En otro de dichos escritos hago un enfoque, que podría parecer irreverente y desenfadado sobre el papel de ‘guardianes’ que juegan las ánimas de nuestros antepasados y las ingentes gestiones que tales espíritus llevan a cabo por ante el Todopoderoso, en procura de aliviar las penurias que aquejan a sus parientes que aún permanecen en este mundo y que, en el caso que nos ocupa, se encuentran afectados por la pandemia. ‘Una plegaria larga, larga, tan larga que llegue al cielo’, lleva por nombre el citado texto.
Y, finalmente, en un relato surrealista dominado por la desazón provocada por el sobresalto ante el continuo discurrir de las ambulancias que con ulular de sirenas se internan por el amasijo de avenidas de la gran ciudad transportando su premonitoria cosecha de agonías, me volqué en describir, en La Burbuja, el cúmulo de sentimientos encontrados que marcaban mi espíritu, una noche cualquiera de este abril incierto e interminable.

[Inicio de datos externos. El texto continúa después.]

use vaarta_core::{ParticipantId, SignalMessage};

/// Outbound side of the relay: pushes a frame onto a participant's socket.
///
/// Implemented by the connection table so the room directory can notify
/// members without owning their connections.
pub trait SignalingOutput: Send + Sync {
    /// Queues `msg` for `participant_id`. Returns `false` when that
    /// participant has no live connection.
    fn send(&self, participant_id: &ParticipantId, msg: SignalMessage) -> bool;
}
use crate::registry::ConnectionHandle;
use crate::room::RoomDirectory;
use crate::signaling::SignalingOutput;
use dashmap::DashMap;
use std::sync::Arc;
use tokio::sync::mpsc;
use tracing::{debug, info};
use vaarta_core::{ParticipantId, RoomId, SignalMessage};

/// Snapshot of a registered participant.
#[derive(Debug, Clone, PartialEq, Eq)]
pub struct Participant {
    pub id: ParticipantId,
    pub display_label: Option<String>,
    pub room_id: Option<RoomId>,
}

/// Live connections keyed by participant id.
#[derive(Default)]
pub struct ConnectionTable {
    connections: DashMap<ParticipantId, ConnectionHandle>,
}

impl ConnectionTable {
    pub fn get(&self, participant_id: &ParticipantId) -> Option<ConnectionHandle> {
        self.connections.get(participant_id).map(|c| c.value().clone())
    }

    pub fn len(&self) -> usize {
        self.connections.len()
    }

    pub fn is_empty(&self) -> bool {
        self.connections.is_empty()
    }
}

impl SignalingOutput for ConnectionTable {
    fn send(&self, participant_id: &ParticipantId, msg: SignalMessage) -> bool {
        match self.connections.get(participant_id) {
            Some(conn) => conn.send(msg),
            None => false,
        }
    }
}

struct RegistryInner {
    table: Arc<ConnectionTable>,
    directory: RoomDirectory,
}

/// Owns every live connection and its room binding.
///
/// Unregistering a participant removes it from its room before returning, so
/// a departed participant is never visible as a room member afterwards.
#[derive(Clone)]
pub struct ConnectionRegistry {
    inner: Arc<RegistryInner>,
}

impl Default for ConnectionRegistry {
    fn default() -> Self {
        Self::new()
    }
}

impl ConnectionRegistry {
    pub fn new() -> Self {
        let table = Arc::new(ConnectionTable::default());
        let directory = RoomDirectory::new(table.clone());

        Self {
            inner: Arc::new(RegistryInner { table, directory }),
        }
    }

    /// Registers a new connection and assigns it a fresh id.
    pub fn register(&self, tx: mpsc::UnboundedSender<SignalMessage>) -> ParticipantId {
        let participant_id = ParticipantId::new();
        let handle = ConnectionHandle::new(participant_id, tx);
        self.inner.table.connections.insert(participant_id, handle);

        info!("Registered connection {}", participant_id);
        participant_id
    }

    /// Drops the connection and its room membership. Returns what was known
    /// about the participant, or `None` if it was not registered.
    pub fn unregister(&self, participant_id: &ParticipantId) -> Option<Participant> {
        let (_, _handle) = self.inner.table.connections.remove(participant_id)?;

        let member = self.inner.directory.member(participant_id);
        let room_id = self.inner.directory.leave(participant_id);

        info!(
            "Unregistered connection {} (room: {:?})",
            participant_id, room_id
        );

        Some(Participant {
            id: *participant_id,
            display_label: member.map(|m| m.display_label),
            room_id,
        })
    }

    pub fn lookup(&self, participant_id: &ParticipantId) -> Option<ConnectionHandle> {
        let handle = self.inner.table.get(participant_id);
        if handle.is_none() {
            debug!("Lookup miss for {}", participant_id);
        }
        handle
    }

    pub fn participant(&self, participant_id: &ParticipantId) -> Option<Participant> {
        if !self.inner.table.connections.contains_key(participant_id) {
            return None;
        }

        let member = self.inner.directory.member(participant_id);
        Some(Participant {
            id: *participant_id,
            room_id: self.inner.directory.room_of(participant_id),
            display_label: member.map(|m| m.display_label),
        })
    }

    pub fn directory(&self) -> &RoomDirectory {
        &self.inner.directory
    }

    pub fn connection_count(&self) -> usize {
        self.inner.table.len()
    }
}
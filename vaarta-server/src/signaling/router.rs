use crate::{ServerConfig, SignalingService, ws_handler};
use anyhow::{Context, Result};
use axum::extract::State;
use axum::routing::get;
use axum::{Json, Router};
use serde_json::{Value, json};
use tokio::net::TcpListener;
use tracing::info;

pub fn router(service: SignalingService) -> Router {
    Router::new()
        .route("/ws", get(ws_handler))
        .route("/health", get(health))
        .with_state(service)
}

async fn health(State(service): State<SignalingService>) -> Json<Value> {
    Json(json!({
        "status": "ok",
        "connections": service.registry().connection_count(),
        "rooms": service.directory().room_count(),
    }))
}

/// Binds `config.bind_addr` and serves until the process is stopped.
pub async fn serve(config: ServerConfig) -> Result<()> {
    let listener = TcpListener::bind(config.bind_addr)
        .await
        .with_context(|| format!("Failed to bind {}", config.bind_addr))?;

    serve_on(listener, SignalingService::new(&config)).await
}

pub async fn serve_on(listener: TcpListener, service: SignalingService) -> Result<()> {
    let addr = listener.local_addr().context("Listener has no local address")?;
    info!("Signaling server listening on ws://{}/ws", addr);

    axum::serve(listener, router(service))
        .await
        .context("Signaling server stopped")?;
    Ok(())
}
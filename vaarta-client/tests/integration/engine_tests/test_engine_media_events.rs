use crate::utils::{FakeFactory, audio_track};
use vaarta_client::{ClientEvent, MediaEvent, NegotiationState};
use vaarta_core::{IceCandidate, MemberInfo, SessionDescription, SignalMessage};

use super::EngineHarness;
use crate::integration::{init_tracing, ordered_ids, wait_for};

#[tokio::test]
async fn test_local_candidates_are_sent_to_the_remote() {
    init_tracing();

    let mut h = EngineHarness::start(FakeFactory::new());
    let (local, remote) = ordered_ids();
    h.enter_room(local, vec![MemberInfo::new(remote, "bob")]).await;

    h.handle.call(remote);
    assert!(matches!(h.next_outbound().await, SignalMessage::CallOffer { .. }));

    let candidate = IceCandidate::new("candidate:1 1 UDP 1 10.0.0.1 4000 typ host");
    h.factory.peers()[0].emit(MediaEvent::LocalCandidate(candidate.clone()));

    assert_eq!(
        h.next_outbound().await,
        SignalMessage::IceCandidate {
            to: remote,
            from: local,
            candidate,
        }
    );
}

#[tokio::test]
async fn test_negotiation_needed_triggers_renego_offer() {
    init_tracing();

    let mut h = EngineHarness::start(FakeFactory::new());
    let (local, remote) = ordered_ids();
    h.enter_room(local, vec![MemberInfo::new(remote, "bob")]).await;

    h.inbound
        .send(SignalMessage::CallOffer {
            to: local,
            from: remote,
            offer: SessionDescription::offer("v=0 bob"),
        })
        .unwrap();
    assert!(matches!(h.next_outbound().await, SignalMessage::CallAnswer { .. }));

    h.factory.peers()[0].emit(MediaEvent::NegotiationNeeded);

    assert!(matches!(
        h.next_outbound().await,
        SignalMessage::RenegoOffer { to, .. } if to == remote
    ));
    wait_for(&mut h.events, |e| {
        matches!(e, ClientEvent::CallState { state: NegotiationState::Renegotiating, .. })
    })
    .await;
}

#[tokio::test]
async fn test_remote_tracks_and_lost_connections_surface_as_events() {
    init_tracing();

    let mut h = EngineHarness::start(FakeFactory::new());
    let (local, remote) = ordered_ids();
    h.enter_room(local, vec![MemberInfo::new(remote, "bob")]).await;

    h.handle.call(remote);
    assert!(matches!(h.next_outbound().await, SignalMessage::CallOffer { .. }));
    let peer = h.factory.peers()[0].clone();

    peer.emit(MediaEvent::TrackReceived {
        track_id: "audio".into(),
        stream_id: "bob-stream".into(),
    });
    let event = wait_for(&mut h.events, |e| matches!(e, ClientEvent::RemoteTrack { .. })).await;
    assert_eq!(
        event,
        ClientEvent::RemoteTrack {
            remote_id: remote,
            track_id: "audio".into(),
            stream_id: "bob-stream".into(),
        }
    );

    peer.emit(MediaEvent::ConnectionLost);
    wait_for(&mut h.events, |e| {
        matches!(e, ClientEvent::CallFailed { remote_id, .. } if *remote_id == remote)
    })
    .await;
    assert!(peer.called("close"));
}

#[tokio::test]
async fn test_adding_a_track_renegotiates_the_call() {
    init_tracing();

    let mut h = EngineHarness::start(FakeFactory::new());
    let (local, remote) = ordered_ids();
    h.enter_room(local, vec![MemberInfo::new(remote, "bob")]).await;

    h.inbound
        .send(SignalMessage::CallOffer {
            to: local,
            from: remote,
            offer: SessionDescription::offer("v=0 bob"),
        })
        .unwrap();
    assert!(matches!(h.next_outbound().await, SignalMessage::CallAnswer { .. }));

    assert!(h.handle.add_track(remote, audio_track("mic")));

    assert!(matches!(
        h.next_outbound().await,
        SignalMessage::RenegoOffer { to, from, .. } if to == remote && from == local
    ));
    assert!(h.factory.peers()[0].called("add_track mic"));

    h.inbound
        .send(SignalMessage::RenegoAnswer {
            to: local,
            from: remote,
            description: SessionDescription::answer("v=0 bob with mic"),
        })
        .unwrap();
    wait_for(&mut h.events, |e| {
        matches!(e, ClientEvent::CallState { state: NegotiationState::Renegotiating, .. })
    })
    .await;
    wait_for(&mut h.events, |e| {
        matches!(e, ClientEvent::CallState { state: NegotiationState::Connected, .. })
    })
    .await;
    assert!(h.factory.peers()[0].called("set_remote_description v=0 bob with mic"));
}

#[tokio::test]
async fn test_adding_a_track_without_a_call_fails() {
    init_tracing();

    let mut h = EngineHarness::start(FakeFactory::new());
    let (local, remote) = ordered_ids();
    h.enter_room(local, vec![MemberInfo::new(remote, "bob")]).await;

    h.handle.add_track(remote, audio_track("mic"));

    let event = wait_for(&mut h.events, |e| matches!(e, ClientEvent::CallFailed { .. })).await;
    assert!(matches!(event, ClientEvent::CallFailed { remote_id, .. } if remote_id == remote));
    assert!(h.outbound.try_recv().is_err());
}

Y aunque Usted no lo crea, amigo lector, al igual que otras veces en que la vida me arrastró por terrenos cenagosos y difíciles de afrontar, una vez más puse manos, mente y corazón en la literatura y afianzado a ella como estandarte he podido salir a flote de la abulia, el terror y el desconcierto que se derivan del padecimiento de esta perniciosa epidemia que recorre el mundo y en la que, para muchos, no se vislumbra nada más que esperar la llegada inexorable del fantasma de la niebla, que se presenta sin avisar y en el momento menos imaginado.